Zero-knowledge proofs for Aptos Keyless

 

tl;dr: Notes on our current use of Groth16 for Aptos Keyless and how we might improve upon it.

$ % \def\one#1{\left[#1\right]_\textcolor{green}{1}} \def\two#1{\left[#1\right]_\textcolor{red}{2}} \def\three#1{\left[#1\right]_\textcolor{blue}{\top}} \def\pair#1#2{e\left(#1, #2\right)} \def\GGen{\mathsf{GGen}} $

$ $

Research roadmap

Recall the goals discussed before:

  1. $\le$ 1.4 ms single-threaded individual ZKP verification time
  2. make it trivial to upgrade the keyless NP relation
    • trusted setups are cumbersome
    • universal setups are less cumbersome
    • transparent are amazing
  3. safely implement the NP relation so as to avoid relying on training wheels
  4. client-side proving
    • or at least, minimize costs of running a prover service
  5. small proof sizes (1.5 KiB?)

Our goals for keyless that would remove a lot of pain:

  1. Implement keyless relation safely in Rust, not as a circuit (security) $\Rightarrow$ zkVMs
  2. Remove circuit-specific trusted setup (tame complexity) $\Rightarrow$ WHIR, Spartan, [Hyper]PLONK
  3. Remove proving service (tame complexity, reduce costs)
  4. Prove obliviously via wrapping (privacy) $\Rightarrow$ Spartan, wrapped WHIR, [wrapped] HyperPLONK
  5. Reduce circuit size from 1.5M to 1M (efficiency)
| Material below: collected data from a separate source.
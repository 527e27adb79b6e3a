//! On-chain account deserialization.
//!
//! Only the fields the client needs are read; byte offsets mirror the
//! account layouts exactly.

use solana_sdk::pubkey::Pubkey;

use crate::error::{Error, Result};

// ─── SPL token account ────────────────────────────────────────────────────────

/// Read the `amount` field from a packed SPL token account.
///
/// Token account layout: `mint(32) owner(32) amount(8) …`
pub fn parse_token_amount(data: &[u8]) -> Result<u64> {
    if data.len() < 72 {
        return Err(Error::ParseError {
            offset: 64,
            reason: format!("Token account is {} bytes; need at least 72", data.len()),
        });
    }
    read_u64(data, 64)
}

// ─── Clock sysvar ─────────────────────────────────────────────────────────────

/// Read `unix_timestamp` from the Clock sysvar.
///
/// Layout: `slot(8) epoch_start_timestamp(8) epoch(8) leader_schedule_epoch(8)
/// unix_timestamp(8)` = 40 bytes.
pub fn parse_clock_unix_timestamp(data: &[u8]) -> Result<i64> {
    if data.len() < 40 {
        return Err(Error::ParseError {
            offset: 32,
            reason: format!("Clock sysvar is {} bytes; expected 40", data.len()),
        });
    }
    read_i64(data, 32)
}

// ─── Claim timers ─────────────────────────────────────────────────────────────

/// The leading fields shared by the `user` and `vip` state accounts.
///
/// Layout (after 8-byte Anchor discriminator):
/// ```text
/// owner(32)  last_claim_ts(8)  …
/// ```
#[derive(Debug, Clone, Copy, PartialEq, Eq)]
pub struct ClaimTimer {
    pub owner:         Pubkey,
    pub last_claim_ts: i64,
}

pub fn parse_claim_timer(data: &[u8]) -> Result<ClaimTimer> {
    const EXPECTED: usize = 48;
    if data.len() < EXPECTED {
        return Err(Error::ParseError {
            offset: 0,
            reason: format!("Claim state account is {} bytes; expected at least {}", data.len(), EXPECTED),
        });
    }
    Ok(ClaimTimer {
        owner:         read_pubkey(data, 8)?,
        last_claim_ts: read_i64(data, 40)?,
    })
}

// ─── Byte-slice primitives ────────────────────────────────────────────────────

fn slice<const N: usize>(data: &[u8], offset: usize, what: &str) -> Result<[u8; N]> {
    data.get(offset..offset + N)
        .and_then(|s| s.try_into().ok())
        .ok_or_else(|| Error::ParseError {
            offset,
            reason: format!("slice too short for {what} ({N} bytes)"),
        })
}

pub(crate) fn read_pubkey(data: &[u8], offset: usize) -> Result<Pubkey> {
    Ok(Pubkey::from(slice::<32>(data, offset, "Pubkey")?))
}

pub(crate) fn read_u64(data: &[u8], offset: usize) -> Result<u64> {
    Ok(u64::from_le_bytes(slice::<8>(data, offset, "u64")?))
}

pub(crate) fn read_i64(data: &[u8], offset: usize) -> Result<i64> {
    Ok(i64::from_le_bytes(slice::<8>(data, offset, "i64")?))
}

#[cfg(test)]
mod tests {
    use super::*;

    #[test]
    fn token_amount_reads_offset_64() {
        let mut data = vec![0u8; 165];
        data[64..72].copy_from_slice(&10_000_000u64.to_le_bytes());
        assert_eq!(parse_token_amount(&data).unwrap(), 10_000_000);
        assert!(matches!(parse_token_amount(&data[..71]), Err(Error::ParseError { .. })));
    }

    #[test]
    fn clock_timestamp_reads_offset_32() {
        let mut data = vec![0u8; 40];
        data[32..40].copy_from_slice(&1_760_000_000i64.to_le_bytes());
        assert_eq!(parse_clock_unix_timestamp(&data).unwrap(), 1_760_000_000);
    }

    #[test]
    fn claim_timer_layout() {
        let owner = Pubkey::new_unique();
        let mut data = vec![0u8; 8];
        data.extend_from_slice(owner.as_ref());
        data.extend_from_slice(&1_700_000_123i64.to_le_bytes());
        data.push(254); // bump

        let t = parse_claim_timer(&data).unwrap();
        assert_eq!(t.owner, owner);
        assert_eq!(t.last_claim_ts, 1_700_000_123);
        assert!(parse_claim_timer(&data[..47]).is_err());
    }
}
There are several directions 👇 for replacing the keyless ZKP. In fact, no matter which way we go, there may be some common work:

  1. Security: formally-verify Keyless circuits, or zkVM implementation, or ZKP wrapping circuits
  2. Upgradability: registration-based, monetarily-incentivized, curve-agnostic, on-chain universal or trusted setups
    • e.g., if Groth16 is involed, or if a KZG-like scheme is involved
  3. Research: MLE PCSs, zkSNARKs, efficient circuit representations, etc.

Groth16-based

  1. Temporary prover service scalability: deploy VKs for different SHA2-message lengths
    • Inform optimal message lengths by building a histogram of iss-specific JWT sizes
  2. Client-side only proving:
    • Milestone 0: Upgrade to UltraGroth16 $\Rightarrow$ no more Fiat-Shamir
      • Path 1: modify ark-groth16 into ark-ultra-groth16 and rewrite circuit
      • Path 2: modify circom
    • Milestone 1: Combine with FREpack-like techniques
    • Milestone 2: faster EC arithmetic in JavaScript (How optimized is snarkjs? I suspect very well-optimized.) $\Rightarrow$ could prove in under 10 seconds
    • Milestone 3: Faster prover implementation via WebGPU $\Rightarrow$ prove $<5$ seconds

Spartan-based (PQ)

  1. Research:
    • ZK sumcheck
      • Path 1: DeKART’s ZK sumcheck
    • Dense MLE ZK PCS:
      • Path 1: Survey ZK MLE PCS and pick one whose verification involves a constant-number of pairings and minimizes opening time over MLEs with small entries
    • Sparse MLE PCS:
      • Path 1: Implement and iterate over Cinder
      • Path 2: KZH + GIPA
      • Path 3: WHIR?
      • Path 4: Leverage uniformity in R1CS matrices
  2. Client-side proving:
    • Milestone 1:
      • can prove sumcheck and dense ZK MLE PCS opening client-side in < 5s
      • can prove sparse MLE PCS opening server-side < 1s
    • Milestone 2: can prove fully client-side < 5s

PLONK-based

See some PLONK explorations below.

  1. Research:
    • Evaluate prover times on circuit sizes and inputs representative of keyless

HyperPLONK-based (PQ)

  1. Research:
    • ZK sumcheck
    • Dense (ZK?) MLE PCS (similar difficulty as in Spartan)
    • Choice of custom gates to reduce prover time
    • Wrap sumcheck
  2. Client-side proving: < 5s

WHIR-based (PQ)

See some WHIR explorations below.

  1. Research:
    1. WHIR for R1CS
    2. Add ZK
    3. Wrapping WHIR fast
  2. Client-side proving: <
    • Milestone 1:
      • prove WHIR client-side in < 5s
      • wrap server-side < 1s
    • Milestone 2: can prove fully client-side < 5s

zkVM-based (PQ)

Jolt, Ligero could be viable options very soon.

Groth16

Circuit size

As of October 29th, 2025:

  • 1,438,805 constraints
  • 1,406,686 variables

Not relevant for Groth16, but for other zkSNARKs like Spartan:

  • The matrix $A$ has 4,203,190 non-zero terms
  • The matrix $B$ has 3,251,286 non-zero terms
  • The matrix $C$ has 2,055,196 non-zero terms
  • Total number of nonzero terms: 9,509,672

I think our task.sh script in the keyless-zk-proofs repo can be used to reproduce these “# of non-zero entries” numbers.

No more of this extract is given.